Water impactPathogen log-reduction requirements for direct potable reuse (DPR) must ensure reliable protection of public health, but should be appropriately selected to avoid the economic, societal, and environmental costs of over-treatment. This study recommends both a framework and specific requirements for pathogen control in DPR using the highest-quality pathogen monitoring data in probabilistic microbial risk assessments. |
California has already developed regulations for two forms of IPR (groundwater recharge and surface water augmentation), and the California State Water Resources Control Board (State Water Board) is under legislative mandate to develop DPR regulations by the end of 2023. In its 2016 DPR feasibility assessment, the State Water Board concluded that it needed to modernize the process of developing pathogen log reduction targets (LRTs) for DPR by 1) developing a new high-quality dataset to better characterize pathogen concentrations in raw wastewater, and 2) implementing an updated probabilistic approach for determining LRTs.3,4 The probabilistic approach prioritizes the use of high-quality monitoring methods to develop robust datasets that are used to describe statistical functions (probability distributions) that characterize the likely range in pathogen concentrations. The distributions are used to estimate microbial risk as well as the likelihoods that those values occur within a given range. The probabilistic approach allows for the risk manager to consider the entire distribution of risk and eliminates the need to assume extreme estimates for pathogen concentrations that could erroneously overestimate risk.

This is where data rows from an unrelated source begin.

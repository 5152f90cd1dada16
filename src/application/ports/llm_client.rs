use async_trait::async_trait;

use crate::domain::ChatMessage;

#[async_trait]
pub trait LlmClient: Send + Sync {
    /// Sends the whole conversation and returns the assistant's reply.
    async fn chat(&self, messages: &[ChatMessage]) -> Result<String, LlmClientError>;

    async fn complete(
        &self,
        system_prompt: &str,
        user_message: &str,
    ) -> Result<String, LlmClientError> {
        self.chat(&[
            ChatMessage::system(system_prompt),
            ChatMessage::user(user_message),
        ])
        .await
    }

    fn model_name(&self) -> &str;
}

#[derive(Debug, thiserror::Error)]
pub enum LlmClientError {
    #[error("api request failed: {0}")]
    ApiRequestFailed(String),
    #[error("rate limited")]
    RateLimited,
    #[error("invalid response: {0}")]
    InvalidResponse(String),
}
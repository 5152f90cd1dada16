use axum::Json;
use axum::extract::State;
use axum::extract::rejection::JsonRejection;
use axum::http::StatusCode;
use axum::response::{IntoResponse, Response};
use serde::{Deserialize, Serialize};

use crate::application::services::{SampleAnswer, ScoreRequest, ScoringError};
use crate::infrastructure::observability::preview_text;
use crate::presentation::state::AppState;

use super::error::ApiError;

const SCORING_FAILED_FEEDBACK: &str = "Scoring failed. Please try again.";

#[derive(Deserialize)]
pub struct ScoreBody {
    #[serde(default)]
    pub question: String,
    #[serde(default)]
    pub user_text: Option<String>,
    #[serde(default, rename = "transcribedText")]
    pub transcribed_text: Option<String>,
    #[serde(default)]
    pub system_prompt: Option<String>,
    #[serde(default)]
    pub sample_answers: Vec<SampleAnswerBody>,
}

#[derive(Deserialize)]
pub struct SampleAnswerBody {
    #[serde(default)]
    pub content: String,
    /// Clients send reference scores both as numbers and as strings.
    #[serde(default)]
    pub score: Option<serde_json::Value>,
}

#[derive(Serialize)]
pub struct ScoreFailureResponse {
    pub error: String,
    pub score: f64,
    pub feedback: String,
}

impl From<SampleAnswerBody> for SampleAnswer {
    fn from(body: SampleAnswerBody) -> Self {
        let score = match body.score {
            None | Some(serde_json::Value::Null) => None,
            Some(serde_json::Value::String(s)) => Some(s),
            Some(other) => Some(other.to_string()),
        };
        Self {
            content: body.content,
            score,
        }
    }
}

impl ScoreBody {
    /// `user_text` wins over the legacy `transcribedText` alias when both are set.
    fn into_request(self) -> ScoreRequest {
        let transcript = self
            .user_text
            .filter(|t| !t.trim().is_empty())
            .or(self.transcribed_text)
            .unwrap_or_default();

        ScoreRequest {
            question: self.question,
            transcript,
            system_prompt: self.system_prompt,
            sample_answers: self.sample_answers.into_iter().map(Into::into).collect(),
        }
    }
}

#[tracing::instrument(skip_all, name = "score")]
pub async fn score_handler(
    State(state): State<AppState>,
    body: Result<Json<ScoreBody>, JsonRejection>,
) -> Response {
    let request = match body {
        Ok(Json(body)) => body.into_request(),
        Err(e) => return ApiError::from_rejection(e.status(), e.body_text()).into_response(),
    };

    tracing::info!(answer = %preview_text(&request.transcript), "Scoring answer");

    match state.scoring_service.score(&request).await {
        Ok(result) => (StatusCode::OK, Json(result)).into_response(),
        Err(ScoringError::MissingTranscript) => {
            ApiError::BadRequest(ScoringError::MissingTranscript.to_string()).into_response()
        }
        Err(e) => {
            tracing::error!(error = %e, "Scoring failed");
            (
                StatusCode::INTERNAL_SERVER_ERROR,
                Json(ScoreFailureResponse {
                    error: e.to_string(),
                    score: 0.0,
                    feedback: SCORING_FAILED_FEEDBACK.to_string(),
                }),
            )
                .into_response()
        }
    }
}
use std::sync::LazyLock;

use regex::Regex;
use serde_json::Value;

use crate::domain::{Score, ScoreResult};

const DEFAULT_SCORE: f64 = 5.0;
const FEEDBACK_FALLBACK_CHARS: usize = 200;

static SCORE_OBJECT: LazyLock<Regex> = LazyLock::new(|| {
    Regex::new(r#"(?s)\{[^{}]*"score"[^{}]*"feedback"[^{}]*\}"#).unwrap()
});
static LOOSE_SCORE: LazyLock<Regex> =
    LazyLock::new(|| Regex::new(r#"(?i)score["\s:]+(-?\d+(?:\.\d*)?)"#).unwrap());
static LOOSE_FEEDBACK: LazyLock<Regex> =
    LazyLock::new(|| Regex::new(r#"(?is)feedback["\s:]+["'](.*?)["']"#).unwrap());

/// Pulls `{score, feedback}` out of free-form model output.
///
/// Tries an embedded JSON object first, then loose `score: N` / `feedback: "..."`
/// patterns, then falls back to a neutral score and the head of the text. The
/// score is always clamped to the 0-10 scale.
pub fn extract_score(completion: &str) -> ScoreResult {
    if let Some(result) = extract_json_object(completion) {
        return result;
    }

    let raw_score = LOOSE_SCORE
        .captures(completion)
        .and_then(|c| c.get(1))
        .and_then(|m| m.as_str().parse::<f64>().ok())
        .unwrap_or(DEFAULT_SCORE);

    let feedback = LOOSE_FEEDBACK
        .captures(completion)
        .and_then(|c| c.get(1))
        .map(|m| m.as_str().to_string())
        .unwrap_or_else(|| completion.chars().take(FEEDBACK_FALLBACK_CHARS).collect());

    ScoreResult {
        score: Score::new(raw_score),
        feedback,
    }
}

fn extract_json_object(completion: &str) -> Option<ScoreResult> {
    let candidate = SCORE_OBJECT.find(completion)?;
    let value: Value = serde_json::from_str(candidate.as_str()).ok()?;

    let raw_score = match value.get("score")? {
        Value::Number(n) => n.as_f64()?,
        Value::String(s) => s.trim().parse::<f64>().ok()?,
        _ => return None,
    };
    let feedback = match value.get("feedback")? {
        Value::String(s) => s.clone(),
        other => other.to_string(),
    };

    Some(ScoreResult {
        score: Score::new(raw_score),
        feedback,
    })
}
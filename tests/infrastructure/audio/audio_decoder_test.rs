use std::path::PathBuf;

use hound::{SampleFormat, WavSpec, WavWriter};
use oratio::application::ports::AudioDecoder;
use oratio::domain::PcmAudio;
use oratio::infrastructure::audio::SymphoniaAudioDecoder;
use oratio::infrastructure::audio::audio_decoder::{WHISPER_SAMPLE_RATE, resample};
use tempfile::TempDir;

fn write_wav(
    dir: &TempDir,
    name: &str,
    sample_rate: u32,
    channels: u16,
    samples: &[i16],
) -> PathBuf {
    let path = dir.path().join(name);
    let spec = WavSpec {
        channels,
        sample_rate,
        bits_per_sample: 16,
        sample_format: SampleFormat::Int,
    };
    let mut writer = WavWriter::create(&path, spec).unwrap();
    for &sample in samples {
        writer.write_sample(sample).unwrap();
    }
    writer.finalize().unwrap();
    path
}

#[test]
fn given_mono_wav_when_decoding_then_returns_samples_at_source_rate() {
    let dir = TempDir::new().unwrap();
    let samples = [0, i16::MAX / 2, i16::MIN / 2, 0].repeat(200);
    let path = write_wav(&dir, "mono.wav", 8_000, 1, &samples);

    let pcm = SymphoniaAudioDecoder.decode_file(&path).unwrap();

    assert_eq!(pcm.sample_rate, 8_000);
    assert_eq!(pcm.samples.len(), 800);
    assert!((pcm.samples[1] - 0.5).abs() < 0.01);
}

#[test]
fn given_stereo_wav_when_decoding_then_downmixes_by_average() {
    let dir = TempDir::new().unwrap();
    let frames: Vec<i16> = [i16::MAX / 2, 0].repeat(400);
    let path = write_wav(&dir, "stereo.wav", 16_000, 2, &frames);

    let pcm = SymphoniaAudioDecoder.decode_file(&path).unwrap();

    assert_eq!(pcm.samples.len(), 400);
    assert!(pcm.samples.iter().all(|s| (s - 0.25).abs() < 0.01));
}

#[test]
fn given_wav_file_on_disk_when_decoding_then_uses_extension_hint() {
    let dir = TempDir::new().unwrap();
    let path = write_wav(&dir, "clip.wav", 16_000, 1, &vec![1000; 1600]);

    let pcm = SymphoniaAudioDecoder.decode_file(&path).unwrap();

    assert!((pcm.duration_secs() - 0.1).abs() < 1e-6);
}

#[test]
fn given_missing_file_when_decoding_then_returns_io_error() {
    let dir = TempDir::new().unwrap();

    let result = SymphoniaAudioDecoder.decode_file(&dir.path().join("missing.wav"));

    assert!(matches!(
        result,
        Err(oratio::application::ports::AudioDecoderError::Io(_))
    ));
}

#[test]
fn given_garbage_file_when_decoding_then_returns_decoding_error() {
    let dir = TempDir::new().unwrap();
    let path = dir.path().join("noise.bin");
    std::fs::write(&path, b"definitely not audio").unwrap();

    let result = SymphoniaAudioDecoder.decode_file(&path);

    assert!(matches!(
        result,
        Err(oratio::application::ports::AudioDecoderError::DecodingFailed(_))
    ));
}

#[test]
fn given_8khz_audio_when_resampling_to_whisper_rate_then_length_doubles() {
    let pcm = PcmAudio::new(vec![0.1; 8_000], 8_000);

    let resampled = resample(pcm, WHISPER_SAMPLE_RATE).unwrap();

    assert_eq!(resampled.sample_rate, WHISPER_SAMPLE_RATE);
    assert_eq!(resampled.samples.len(), 16_000);
}

#[test]
fn given_audio_already_at_target_rate_when_resampling_then_unchanged() {
    let pcm = PcmAudio::new(vec![0.3; 100], WHISPER_SAMPLE_RATE);

    let resampled = resample(pcm.clone(), WHISPER_SAMPLE_RATE).unwrap();

    assert_eq!(resampled, pcm);
}
use std::time::Duration;

use crate::application::ports::{LlmClient, LlmClientError};
use crate::domain::{ChatMessage, MessageRole};

const MOCK_COMPLETION: &str =
    r#"{"score": 7.5, "feedback": "Scaffold feedback: clear answer with minor grammar slips."}"#;

pub struct MockLlmClient {
    delay: Duration,
}

impl MockLlmClient {
    pub fn new(delay: Duration) -> Self {
        Self { delay }
    }

    async fn simulate_latency(&self) {
        if !self.delay.is_zero() {
            tokio::time::sleep(self.delay).await;
        }
    }
}

#[async_trait::async_trait]
impl LlmClient for MockLlmClient {
    async fn chat(&self, messages: &[ChatMessage]) -> Result<String, LlmClientError> {
        self.simulate_latency().await;

        let last_user_turn = messages
            .iter()
            .rev()
            .find(|m| m.role == MessageRole::User)
            .map(|m| m.content.trim())
            .unwrap_or_default();

        Ok(format!("Scaffold reply to: {}", last_user_turn))
    }

    async fn complete(
        &self,
        _system_prompt: &str,
        _user_message: &str,
    ) -> Result<String, LlmClientError> {
        self.simulate_latency().await;
        Ok(MOCK_COMPLETION.to_string())
    }

    fn model_name(&self) -> &str {
        "scaffold"
    }
}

To meet this goal, the State Water Board undertook three research projects related to enteric pathogen control: two related to the characterization of pathogen concentrations in wastewater and the third in the application of these new data to develop treatment requirements. In the first, a 14-month pathogen monitoring campaign was conducted to better characterize the concentrations of representative enteric pathogens in raw wastewater.5,6 This study was deemed critical because these concentrations define the starting point for calculating LRTs: higher raw wastewater concentrations require greater levels of treatment to reduce pathogen concentrations down to acceptable drinking water levels (and vice versa). The second research effort evaluated how these concentrations would be impacted during periods of higher disease occurrence, such as during outbreaks.7 Because the State Water Board acknowledged the need for improved methods to “provide more complete information on [pathogen] concentrations and their variability”,3 the pathogen monitoring effort developed new standard operating protocols (SOPs) adhering to strict QA/QC regimes to ensure the new data were of the highest quality.
The third research effort focused on how to use the data to determine the level of treatment needed to meet the State's risk goal of 2.7 × 10−7 infections per person per day.8 The main product of this effort is a publicly-accessible, web-based tool called DPRisk (https://cawaterdatadive.shinyapps.io/DPRisk/) that uses quantitative microbial risk assessment (QMRA) to 1) evaluate risk-based treatment requirements and 2) assess the performance of candidate DPR trains in meeting these goals.9 The DPRisk tool meets the State Water Board's goal of implementing a probabilistic QMRA method to confirm the necessary removal values for human-infectious viruses, Giardia, and Cryptosporidium.3 The research effort also provided the State Water Board's Division of Drinking Water (DDW) with quantitative insight regarding how key inputs in the QMRA impact pathogen risk and DPR treatment requirements.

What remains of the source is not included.